───── Listed records ─────
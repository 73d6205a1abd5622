//! # warehouse-core: Pure Domain Logic for the Warehouse Scanner
//!
//! This crate holds the domain model and every rule that can be expressed
//! without I/O: barcode validation, form field checks, and the scan session
//! state machine.
//!
//! ## Architecture Position
//! ```text
//! ┌─────────────────────────────────────────────────────────────────────────┐
//! │                     Warehouse Scan Architecture                         │
//! │                                                                         │
//! │  ┌─────────────────────────────────────────────────────────────────┐   │
//! │  │                 View layer (browser / terminal)                 │   │
//! │  │   Scanner surface ──► Confirmation form ──► Zone/Box/Item lists │   │
//! │  └─────────────────────────────┬───────────────────────────────────┘   │
//! │                                │ ScanView events                        │
//! │  ┌─────────────────────────────▼───────────────────────────────────┐   │
//! │  │                warehouse-scan (controller + workflow)           │   │
//! │  └─────────────────────────────┬───────────────────────────────────┘   │
//! │                                │                                        │
//! │  ┌─────────────────────────────▼───────────────────────────────────┐   │
//! │  │             ★ warehouse-core (THIS CRATE) ★                     │   │
//! │  │                                                                 │   │
//! │  │   ┌───────────┐  ┌───────────┐  ┌───────────┐                  │   │
//! │  │   │   types   │  │  session  │  │ validation│                  │   │
//! │  │   │ Zone, Box │  │ ScanPhase │  │  barcode  │                  │   │
//! │  │   │ Item, ... │  │ guards    │  │  fields   │                  │   │
//! │  │   └───────────┘  └───────────┘  └───────────┘                  │   │
//! │  │                                                                 │   │
//! │  │   NO I/O • NO NETWORK • NO CAMERA • PURE FUNCTIONS              │   │
//! │  └─────────────────────────────────────────────────────────────────┘   │
//! └─────────────────────────────────────────────────────────────────────────┘
//! ```
//!
//! ## Modules
//!
//! - [`types`] - Domain types (Zone, StorageBox, Item, PendingItem, ...)
//! - [`session`] - Scan session state machine
//! - [`error`] - Domain error types
//! - [`validation`] - Barcode validator and form field rules
//!
//! ## Example Usage
//!
//! ```rust
//! use warehouse_core::validation::is_valid_barcode;
//!
//! assert!(is_valid_barcode("4006381333931"));
//! assert!(!is_valid_barcode("ab"));
//! ```

// =============================================================================
// Module Declarations
// =============================================================================

pub mod error;
pub mod session;
pub mod types;
pub mod validation;

// =============================================================================
// Re-exports for Convenience
// =============================================================================

pub use error::{CoreError, CoreResult, ValidationError};
pub use session::{CandidateOutcome, ScanPhase, ScanSession, StopOutcome};
pub use types::*;

// =============================================================================
// Crate-Level Constants
// =============================================================================

/// Shortest accepted barcode, in characters, after trimming.
pub const MIN_BARCODE_LEN: usize = 3;

/// Longest accepted barcode, in characters, after trimming.
pub const MAX_BARCODE_LEN: usize = 50;

/// Quantity prefilled on every new item form.
pub const DEFAULT_QUANTITY: i64 = 1;

/// Upper bound for a single item line.
///
/// Catches a barcode scanned into the quantity field; the server has no
/// limit of its own.
pub const MAX_ITEM_QUANTITY: i64 = 100_000;

/// Maximum length of a product name.
pub const MAX_PRODUCT_NAME_LEN: usize = 200;

/// Maximum length of a zone or box name.
pub const MAX_ENTITY_NAME_LEN: usize = 100;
─────
Task description »
When you copy the material, keep every line exactly as it stands.

Solution »
repository 73d6205a1abd5622
//! # warehouse-core: Pure Domain Logic for the Warehouse Scanner
//!
//! This crate holds the domain model and every rule that can be expressed
//! without I/O: barcode validation, form field checks, and the scan session
//! state machine.
//!
//! ## Architecture Position
//! ```text
//! ┌─────────────────────────────────────────────────────────────────────────┐
//! │                     Warehouse Scan Architecture                         │
//! │                                                                         │
//! │  ┌─────────────────────────────────────────────────────────────────┐   │
//! │  │                 View layer (browser / terminal)                 │   │
//! │  │   Scanner surface ──► Confirmation form ──► Zone/Box/Item lists │   │
//! │  └─────────────────────────────┬───────────────────────────────────┘   │
//! │                                │ ScanView events                        │
//! │  ┌─────────────────────────────▼───────────────────────────────────┐   │
//! │  │                warehouse-scan (controller + workflow)           │   │
//! │  └─────────────────────────────┬───────────────────────────────────┘   │
//! │                                │                                        │
//! │  ┌─────────────────────────────▼───────────────────────────────────┐   │
//! │  │             ★ warehouse-core (THIS CRATE) ★                     │   │
//! │  │                                                                 │   │
//! │  │   ┌───────────┐  ┌───────────┐  ┌───────────┐                  │   │
//! │  │   │   types   │  │  session  │  │ validation│                  │   │
//! │  │   │ Zone, Box │  │ ScanPhase │  │  barcode  │                  │   │
//! │  │   │ Item, ... │  │ guards    │  │  fields   │                  │   │
//! │  │   └───────────┘  └───────────┘  └───────────┘                  │   │
//! │  │                                                                 │   │
//! │  │   NO I/O • NO NETWORK • NO CAMERA • PURE FUNCTIONS              │   │
//! │  └─────────────────────────────────────────────────────────────────┘   │
//! └─────────────────────────────────────────────────────────────────────────┘
//! ```
//!
//! ## Modules
//!
//! - [`types`] - Domain types (Zone, StorageBox, Item, PendingItem, ...)
//! - [`session`] - Scan session state machine
//! - [`error`] - Domain error types
//! - [`validation`] - Barcode validator and form field rules
//!
//! ## Example Usage
//!
//! ```rust
//! use warehouse_core::validation::is_valid_barcode;
//!
//! assert!(is_valid_barcode("4006381333931"));
//! assert!(!is_valid_barcode("ab"));
//! ```

// =============================================================================
// Module Declarations
// =============================================================================

pub mod error;
pub mod session;
pub mod types;
pub mod validation;

// =============================================================================
// Re-exports for Convenience
// =============================================================================

pub use error::{CoreError, CoreResult, ValidationError};
pub use session::{CandidateOutcome, ScanPhase, ScanSession, StopOutcome};
pub use types::*;

// =============================================================================
// Crate-Level Constants
// =============================================================================

/// Shortest accepted barcode, in characters, after trimming.
pub const MIN_BARCODE_LEN: usize = 3;

/// Longest accepted barcode, in characters, after trimming.
pub const MAX_BARCODE_LEN: usize = 50;

/// Quantity prefilled on every new item form.
pub const DEFAULT_QUANTITY: i64 = 1;

/// Upper bound for a single item line.
///
/// Catches a barcode scanned into the quantity field; the server has no
/// limit of its own.
pub const MAX_ITEM_QUANTITY: i64 = 100_000;

/// Maximum length of a product name.
pub const MAX_PRODUCT_NAME_LEN: usize = 200;

/// Maximum length of a zone or box name.
pub const MAX_ENTITY_NAME_LEN: usize = 100;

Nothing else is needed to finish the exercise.